Try it = Every line below must be given again exactly.

___

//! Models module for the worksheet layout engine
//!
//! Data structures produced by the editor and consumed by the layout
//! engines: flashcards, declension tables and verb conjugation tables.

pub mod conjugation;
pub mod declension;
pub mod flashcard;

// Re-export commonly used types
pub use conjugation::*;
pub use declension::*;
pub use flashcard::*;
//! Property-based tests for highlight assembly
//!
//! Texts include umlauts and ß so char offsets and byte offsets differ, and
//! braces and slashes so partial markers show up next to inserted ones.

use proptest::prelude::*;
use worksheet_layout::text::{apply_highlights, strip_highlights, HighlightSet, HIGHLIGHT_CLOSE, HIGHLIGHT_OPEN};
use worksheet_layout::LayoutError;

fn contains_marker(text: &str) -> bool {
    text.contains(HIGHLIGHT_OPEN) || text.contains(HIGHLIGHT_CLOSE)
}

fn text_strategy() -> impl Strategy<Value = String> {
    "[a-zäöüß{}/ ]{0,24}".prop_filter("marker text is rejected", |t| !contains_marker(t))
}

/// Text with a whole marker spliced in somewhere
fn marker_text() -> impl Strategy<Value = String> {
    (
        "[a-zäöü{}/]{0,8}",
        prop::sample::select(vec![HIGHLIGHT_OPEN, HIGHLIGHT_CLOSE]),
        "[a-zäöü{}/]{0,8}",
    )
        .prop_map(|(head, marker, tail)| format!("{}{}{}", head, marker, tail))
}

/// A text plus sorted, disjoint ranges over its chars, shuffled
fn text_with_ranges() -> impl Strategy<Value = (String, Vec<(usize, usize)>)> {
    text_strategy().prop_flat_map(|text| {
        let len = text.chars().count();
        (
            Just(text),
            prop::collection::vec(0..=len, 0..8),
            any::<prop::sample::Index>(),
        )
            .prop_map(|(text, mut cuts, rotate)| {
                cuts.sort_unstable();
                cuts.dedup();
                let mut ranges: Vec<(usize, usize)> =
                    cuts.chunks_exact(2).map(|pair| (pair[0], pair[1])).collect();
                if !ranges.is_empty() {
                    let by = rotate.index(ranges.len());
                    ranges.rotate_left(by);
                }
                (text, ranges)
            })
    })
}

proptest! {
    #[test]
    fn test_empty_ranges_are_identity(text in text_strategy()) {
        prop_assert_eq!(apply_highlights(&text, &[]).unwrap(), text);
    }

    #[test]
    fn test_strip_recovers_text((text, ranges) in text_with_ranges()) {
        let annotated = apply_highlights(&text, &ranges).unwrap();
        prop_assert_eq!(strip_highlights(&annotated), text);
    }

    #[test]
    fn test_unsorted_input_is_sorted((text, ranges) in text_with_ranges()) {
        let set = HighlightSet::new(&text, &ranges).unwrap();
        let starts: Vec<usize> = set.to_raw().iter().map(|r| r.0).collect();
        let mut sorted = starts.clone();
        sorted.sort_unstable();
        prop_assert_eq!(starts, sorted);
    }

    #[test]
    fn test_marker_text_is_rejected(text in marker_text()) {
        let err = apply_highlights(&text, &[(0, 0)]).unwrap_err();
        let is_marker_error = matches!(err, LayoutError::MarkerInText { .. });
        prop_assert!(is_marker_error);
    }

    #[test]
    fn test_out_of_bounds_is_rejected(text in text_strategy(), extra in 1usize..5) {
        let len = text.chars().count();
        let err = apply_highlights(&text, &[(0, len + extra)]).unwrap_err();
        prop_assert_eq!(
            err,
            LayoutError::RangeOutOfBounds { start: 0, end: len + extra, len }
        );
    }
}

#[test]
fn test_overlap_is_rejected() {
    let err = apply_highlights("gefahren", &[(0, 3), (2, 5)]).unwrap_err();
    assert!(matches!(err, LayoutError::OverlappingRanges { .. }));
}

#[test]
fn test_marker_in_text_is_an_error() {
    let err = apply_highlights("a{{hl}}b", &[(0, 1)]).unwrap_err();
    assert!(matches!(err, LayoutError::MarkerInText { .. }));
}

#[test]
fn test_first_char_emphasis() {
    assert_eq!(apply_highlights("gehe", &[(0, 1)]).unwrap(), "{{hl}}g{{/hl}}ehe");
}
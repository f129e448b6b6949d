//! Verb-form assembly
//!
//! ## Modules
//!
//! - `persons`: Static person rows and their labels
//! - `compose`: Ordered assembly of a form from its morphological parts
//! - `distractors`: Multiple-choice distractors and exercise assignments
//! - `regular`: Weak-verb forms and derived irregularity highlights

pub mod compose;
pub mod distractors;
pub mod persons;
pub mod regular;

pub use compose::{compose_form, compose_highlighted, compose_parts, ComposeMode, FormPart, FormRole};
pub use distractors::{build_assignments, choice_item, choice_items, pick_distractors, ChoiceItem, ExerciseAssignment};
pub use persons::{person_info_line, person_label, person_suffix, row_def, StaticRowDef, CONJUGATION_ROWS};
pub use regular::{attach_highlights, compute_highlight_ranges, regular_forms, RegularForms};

___

Answer section =
//! Models module for the worksheet layout engine
//!
//! Data structures produced by the editor and consumed by the layout
//! engines: flashcards, declension tables and verb conjugation tables.

pub mod conjugation;
pub mod declension;
pub mod flashcard;

// Re-export commonly used types
pub use conjugation::*;
pub use declension::*;
pub use flashcard::*;
//! Property-based tests for highlight assembly
//!
//! Texts include umlauts and ß so char offsets and byte offsets differ, and
//! braces and slashes so partial markers show up next to inserted ones.

use proptest::prelude::*;
use worksheet_layout::text::{apply_highlights, strip_highlights, HighlightSet, HIGHLIGHT_CLOSE, HIGHLIGHT_OPEN};
use worksheet_layout::LayoutError;

fn contains_marker(text: &str) -> bool {
    text.contains(HIGHLIGHT_OPEN) || text.contains(HIGHLIGHT_CLOSE)
}

fn text_strategy() -> impl Strategy<Value = String> {
    "[a-zäöüß{}/ ]{0,24}".prop_filter("marker text is rejected", |t| !contains_marker(t))
}

/// Text with a whole marker spliced in somewhere
fn marker_text() -> impl Strategy<Value = String> {
    (
        "[a-zäöü{}/]{0,8}",
        prop::sample::select(vec![HIGHLIGHT_OPEN, HIGHLIGHT_CLOSE]),
        "[a-zäöü{}/]{0,8}",
    )
        .prop_map(|(head, marker, tail)| format!("{}{}{}", head, marker, tail))
}

/// A text plus sorted, disjoint ranges over its chars, shuffled
fn text_with_ranges() -> impl Strategy<Value = (String, Vec<(usize, usize)>)> {
    text_strategy().prop_flat_map(|text| {
        let len = text.chars().count();
        (
            Just(text),
            prop::collection::vec(0..=len, 0..8),
            any::<prop::sample::Index>(),
        )
            .prop_map(|(text, mut cuts, rotate)| {
                cuts.sort_unstable();
                cuts.dedup();
                let mut ranges: Vec<(usize, usize)> =
                    cuts.chunks_exact(2).map(|pair| (pair[0], pair[1])).collect();
                if !ranges.is_empty() {
                    let by = rotate.index(ranges.len());
                    ranges.rotate_left(by);
                }
                (text, ranges)
            })
    })
}

proptest! {
    #[test]
    fn test_empty_ranges_are_identity(text in text_strategy()) {
        prop_assert_eq!(apply_highlights(&text, &[]).unwrap(), text);
    }

    #[test]
    fn test_strip_recovers_text((text, ranges) in text_with_ranges()) {
        let annotated = apply_highlights(&text, &ranges).unwrap();
        prop_assert_eq!(strip_highlights(&annotated), text);
    }

    #[test]
    fn test_unsorted_input_is_sorted((text, ranges) in text_with_ranges()) {
        let set = HighlightSet::new(&text, &ranges).unwrap();
        let starts: Vec<usize> = set.to_raw().iter().map(|r| r.0).collect();
        let mut sorted = starts.clone();
        sorted.sort_unstable();
        prop_assert_eq!(starts, sorted);
    }

    #[test]
    fn test_marker_text_is_rejected(text in marker_text()) {
        let err = apply_highlights(&text, &[(0, 0)]).unwrap_err();
        let is_marker_error = matches!(err, LayoutError::MarkerInText { .. });
        prop_assert!(is_marker_error);
    }

    #[test]
    fn test_out_of_bounds_is_rejected(text in text_strategy(), extra in 1usize..5) {
        let len = text.chars().count();
        let err = apply_highlights(&text, &[(0, len + extra)]).unwrap_err();
        prop_assert_eq!(
            err,
            LayoutError::RangeOutOfBounds { start: 0, end: len + extra, len }
        );
    }
}

#[test]
fn test_overlap_is_rejected() {
    let err = apply_highlights("gefahren", &[(0, 3), (2, 5)]).unwrap_err();
    assert!(matches!(err, LayoutError::OverlappingRanges { .. }));
}

#[test]
fn test_marker_in_text_is_an_error() {
    let err = apply_highlights("a{{hl}}b", &[(0, 1)]).unwrap_err();
    assert!(matches!(err, LayoutError::MarkerInText { .. }));
}

#[test]
fn test_first_char_emphasis() {
    assert_eq!(apply_highlights("gehe", &[(0, 1)]).unwrap(), "{{hl}}g{{/hl}}ehe");
}
repository f129e448b6b6949d
//! Verb-form assembly
//!
//! ## Modules
//!
//! - `persons`: Static person rows and their labels
//! - `compose`: Ordered assembly of a form from its morphological parts
//! - `distractors`: Multiple-choice distractors and exercise assignments
//! - `regular`: Weak-verb forms and derived irregularity highlights

pub mod compose;
pub mod distractors;
pub mod persons;
pub mod regular;

pub use compose::{compose_form, compose_highlighted, compose_parts, ComposeMode, FormPart, FormRole};
pub use distractors::{build_assignments, choice_item, choice_items, pick_distractors, ChoiceItem, ExerciseAssignment};
pub use persons::{person_info_line, person_label, person_suffix, row_def, StaticRowDef, CONJUGATION_ROWS};
pub use regular::{attach_highlights, compute_highlight_ranges, regular_forms, RegularForms};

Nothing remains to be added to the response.